Wednesday, October 3, 2007


A shipment of 3 bows from a bow maker in Quebec arrived this week. It is so very exciting!

Finding the right bow is a very difficult journey. It is often underestimated, but a good bow is almost more important than a good cello.

(The bows were shipped in a large tube).

Given the choice between a mediocre bow and a great cello or a great bow and a mediocre cello, most serious performers would choose the better bow over the instrument. This is, after all, what you make all of your sound with!

No one will ever say :"wow, your bow sounds so great!" I do remember when I bought my "modern" bow a few years ago, I suddenly got many more compliments about my cello than I ever had before.

All performers understand the value of a good bow. The journey to find one is difficult and personal. Not only does the bow have to feel good and do what you want it to do; it also needs to be the right bow for the instrument that you play. When I bought my modern bow it was a great match with my Mirecourt cello. When I bought the Luis and Clark, I had to find the right cello to fit with that bow!

I remember having to play my husband's cello for a few months when my Mirecourt was being restored. The bow that I had at the time sounded great on my cello, but really terrible on his!

Many students have to buy different bows when they buy a different cello. When the instrument doesn't quite sound the way they think it should, it is often difficult for them to understand that sometimes their bow doesn't "match" the cello!

Now I am repeating the journey that I took a few years ago with my modern bow, but with a baroque bow this time. Since it has been so many years since I have seriously played with a baroque bow, I had forgotten which qualities to look for in a baroque bow. It took me a few hours of playing to remember and be so very excited about it again!

This time I shouldn't be looking for a bow that easily sustains sound, or makes quick transitions from legato to spiccato. It has to be a different type of playing that it compliments. It is hard to describe. Since the weight of the baroque bow is so differently distributed, it makes the types of bow strokes very different from the contemporary bow. The down bow is definitely a much stronger stroke and the sound tapers to the tip. It is so easy to play "inegal" or uneven with it for example. It takes no effort!

While I am trying to simplify it here in an attempt to explain it; it goes much

deeper than that of course!

It is so exciting to hear the baroque bows bring such different overtones out of the instruments!

I am having fun with it right now. All these bows are very different. I will keep you updated.

Gut Strings

I put all Oliv's on my Mirecourt. I had forgotten how terrible these strings sound when you first put them on!
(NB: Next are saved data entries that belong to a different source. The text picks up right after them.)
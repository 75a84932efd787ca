//! Signed cookie helpers for session authentication.
//!
//! Uses HMAC-SHA256 to sign session IDs, making cookies tamper-proof. The
//! `Set-Cookie` values are built as plain header strings so the HTTP layer
//! needs no cookie-jar dependency.

use hmac::{Hmac, Mac};
use sha2::Sha256;

use super::SessionConfig;
use crate::SecretString;

type HmacSha256 = Hmac<Sha256>;

/// Signs a session ID with HMAC-SHA256.
///
/// Returns a string in the format `{session_id}.{signature}`.
pub fn sign_session_id(session_id: &str, secret: &SecretString) -> String {
    let signature = compute_hmac(session_id.as_bytes(), secret.expose_secret().as_bytes());
    format!("{}.{}", session_id, hex::encode(signature))
}

/// Verifies a signed cookie value and extracts the session ID.
///
/// Returns `None` if the signature is invalid (tampered).
pub fn verify_signed_cookie(cookie_value: &str, secret: &SecretString) -> Option<String> {
    let (session_id, signature_hex) = cookie_value.rsplit_once('.')?;

    let actual_sig = hex::decode(signature_hex).ok()?;
    let expected_sig = compute_hmac(session_id.as_bytes(), secret.expose_secret().as_bytes());

    if constant_time_eq(&expected_sig, &actual_sig) {
        Some(session_id.to_owned())
    } else {
        log::warn!(target: "moodlog::session", "msg=\"session cookie tampered\" cookie_prefix=\"{}...\"", &cookie_value.chars().take(8).collect::<String>());
        None
    }
}

/// Builds a `Set-Cookie` header value issuing the session cookie.
///
/// Session cookies are always `HttpOnly` and `SameSite=Strict`; only the
/// `Secure` attribute varies, so local plain-HTTP development works.
pub fn build_session_cookie(signed_value: &str, config: &SessionConfig) -> String {
    let mut cookie = format!(
        "{}={}; Path={}; Max-Age={}; SameSite=Strict; HttpOnly",
        config.cookie_name,
        signed_value,
        config.cookie_path,
        config.session_lifetime.num_seconds(),
    );

    if config.cookie_secure {
        cookie.push_str("; Secure");
    }

    cookie
}

/// Builds a `Set-Cookie` header value that removes the session cookie:
/// empty value, zero max-age, and an expiry in the past.
pub fn build_removal_cookie(config: &SessionConfig) -> String {
    format!(
        "{}=; Path={}; Max-Age=0; Expires=Thu, 01 Jan 1970 00:00:00 GMT",
        config.cookie_name, config.cookie_path,
    )
}

/// Extracts a cookie's raw value from a `Cookie` request header.
pub fn cookie_from_header<'a>(header: &'a str, name: &str) -> Option<&'a str> {
    header.split(';').find_map(|pair| {
        let (key, value) = pair.trim().split_once('=')?;
        (key == name).then_some(value)
    })
}

/// Computes HMAC-SHA256.
///
/// # Panics
///
/// This function cannot panic as HMAC accepts keys of any size.
fn compute_hmac(message: &[u8], key: &[u8]) -> Vec<u8> {
    // SAFETY: HmacSha256::new_from_slice only fails if the key is invalid,
    // but HMAC-SHA256 accepts keys of any length, so this cannot fail.
    #[allow(clippy::expect_used)]
    let mut mac = HmacSha256::new_from_slice(key).expect("HMAC accepts keys of any size");
    mac.update(message);
    mac.finalize().into_bytes().to_vec()
}

/// Constant-time comparison to prevent timing attacks.
fn constant_time_eq(a: &[u8], b: &[u8]) -> bool {
    if a.len() != b.len() {
        return false;
    }

    let mut result = 0u8;
    for (x, y) in a.iter().zip(b.iter()) {
        result |= x ^ y;
    }
    result == 0
}

#[cfg(test)]
mod tests {
    use super::*;

    fn test_secret() -> SecretString {
        SecretString::new("test-secret-key-that-is-long-enough")
    }

    #[test]
    fn test_sign_and_verify() {
        let secret = test_secret();
        let session_id = "abc123session";

        let signed = sign_session_id(session_id, &secret);
        let verified = verify_signed_cookie(&signed, &secret);

        assert_eq!(verified, Some(session_id.to_owned()));
    }

    #[test]
    fn test_tampered_signature() {
        let secret = test_secret();
        let session_id = "abc123session";

        let signed = sign_session_id(session_id, &secret);
        assert!(verify_signed_cookie(&signed, &secret).is_some());

        let tampered = format!("{}.{}", session_id, "0".repeat(64));
        assert!(verify_signed_cookie(&tampered, &secret).is_none());
    }

    #[test]
    fn test_tampered_session_id() {
        let secret = test_secret();
        let signed = sign_session_id("abc123session", &secret);

        // Replace session ID but keep signature
        let signature = signed.rsplit_once('.').unwrap().1;
        let tampered = format!("different_session.{signature}");

        assert!(verify_signed_cookie(&tampered, &secret).is_none());
    }

    #[test]
    fn test_wrong_secret() {
        let secret1 = SecretString::new("secret-key-one-that-is-long-enough");
        let secret2 = SecretString::new("secret-key-two-that-is-long-enough");

        let signed = sign_session_id("abc123session", &secret1);
        assert!(verify_signed_cookie(&signed, &secret2).is_none());
    }

    #[test]
    fn test_malformed_cookie() {
        let secret = test_secret();

        // No separator
        assert!(verify_signed_cookie("noseparator", &secret).is_none());

        // Invalid hex
        assert!(verify_signed_cookie("session.notahexsignature", &secret).is_none());
    }

    #[test]
    fn test_build_session_cookie() {
        let config = SessionConfig {
            secret_key: test_secret(),
            ..Default::default()
        };
        let cookie = build_session_cookie("abc.def", &config);

        assert!(cookie.starts_with("moodlog_session=abc.def; Path=/"));
        assert!(cookie.contains("SameSite=Strict"));
        assert!(cookie.contains("HttpOnly"));
        assert!(cookie.contains("Secure"));
    }

    #[test]
    fn test_build_removal_cookie() {
        let config = SessionConfig::default();
        let cookie = build_removal_cookie(&config);

        assert!(cookie.starts_with("moodlog_session=;"));
        assert!(cookie.contains("Max-Age=0"));
        assert!(cookie.contains("Expires=Thu, 01 Jan 1970"));
    }

    #[test]
    fn test_cookie_from_header() {
        let header = "other=1; moodlog_session=abc.def; theme=dark";
        assert_eq!(cookie_from_header(header, "moodlog_session"), Some("abc.def"));
        assert_eq!(cookie_from_header(header, "theme"), Some("dark"));
        assert_eq!(cookie_from_header(header, "missing"), None);
    }

    #[test]
    fn test_constant_time_eq() {
        assert!(constant_time_eq(b"hello", b"hello"));
        assert!(!constant_time_eq(b"hello", b"world"));
        assert!(!constant_time_eq(b"hello", b"hello!"));
        assert!(!constant_time_eq(b"", b"x"));
        assert!(constant_time_eq(b"", b""));
    }
}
But have they ever changed already! The cello sounds better than it has in years and I enjoy practicing it!

I really enjoy the different approach. On gut strings you have to work a little harder, because the strings have such a different tension. They vibrate so much wider! This brings out all sorts of different sounds. The vibrato requires a different approach as well. Colouring with the vibrato on gut strings is so much more effective!

(In this picture you see the difference in thickness between an Evah Pirazzi C-string and an Oliv.)

Totally off topic: I suddenly have to perform a solo piece by George Andrix next week at an arts council conference. A camera crew from the learning channel will be there to film the performance as well, because they are making a documentary about the bow maker of my contemporary bow; Roy Quade. I really should play the Mirecourt, since playing it on the carbon fibre would be making too much of a statement. But since I just put these gut strings on, the instrument squeaks and squacks a lot!

I have my work cut out for me in the next week: I have many practice hours to look forward to, not only to practice the piece (which is great!), but also to try to speed up the "play in time" of the strings!

1 comment:

  1. Josephine:
    I really love you project, and I read every thing you coment, I'm a cellist from mexico and I know the "size" of this project, go on¡¡, and thanks a lot.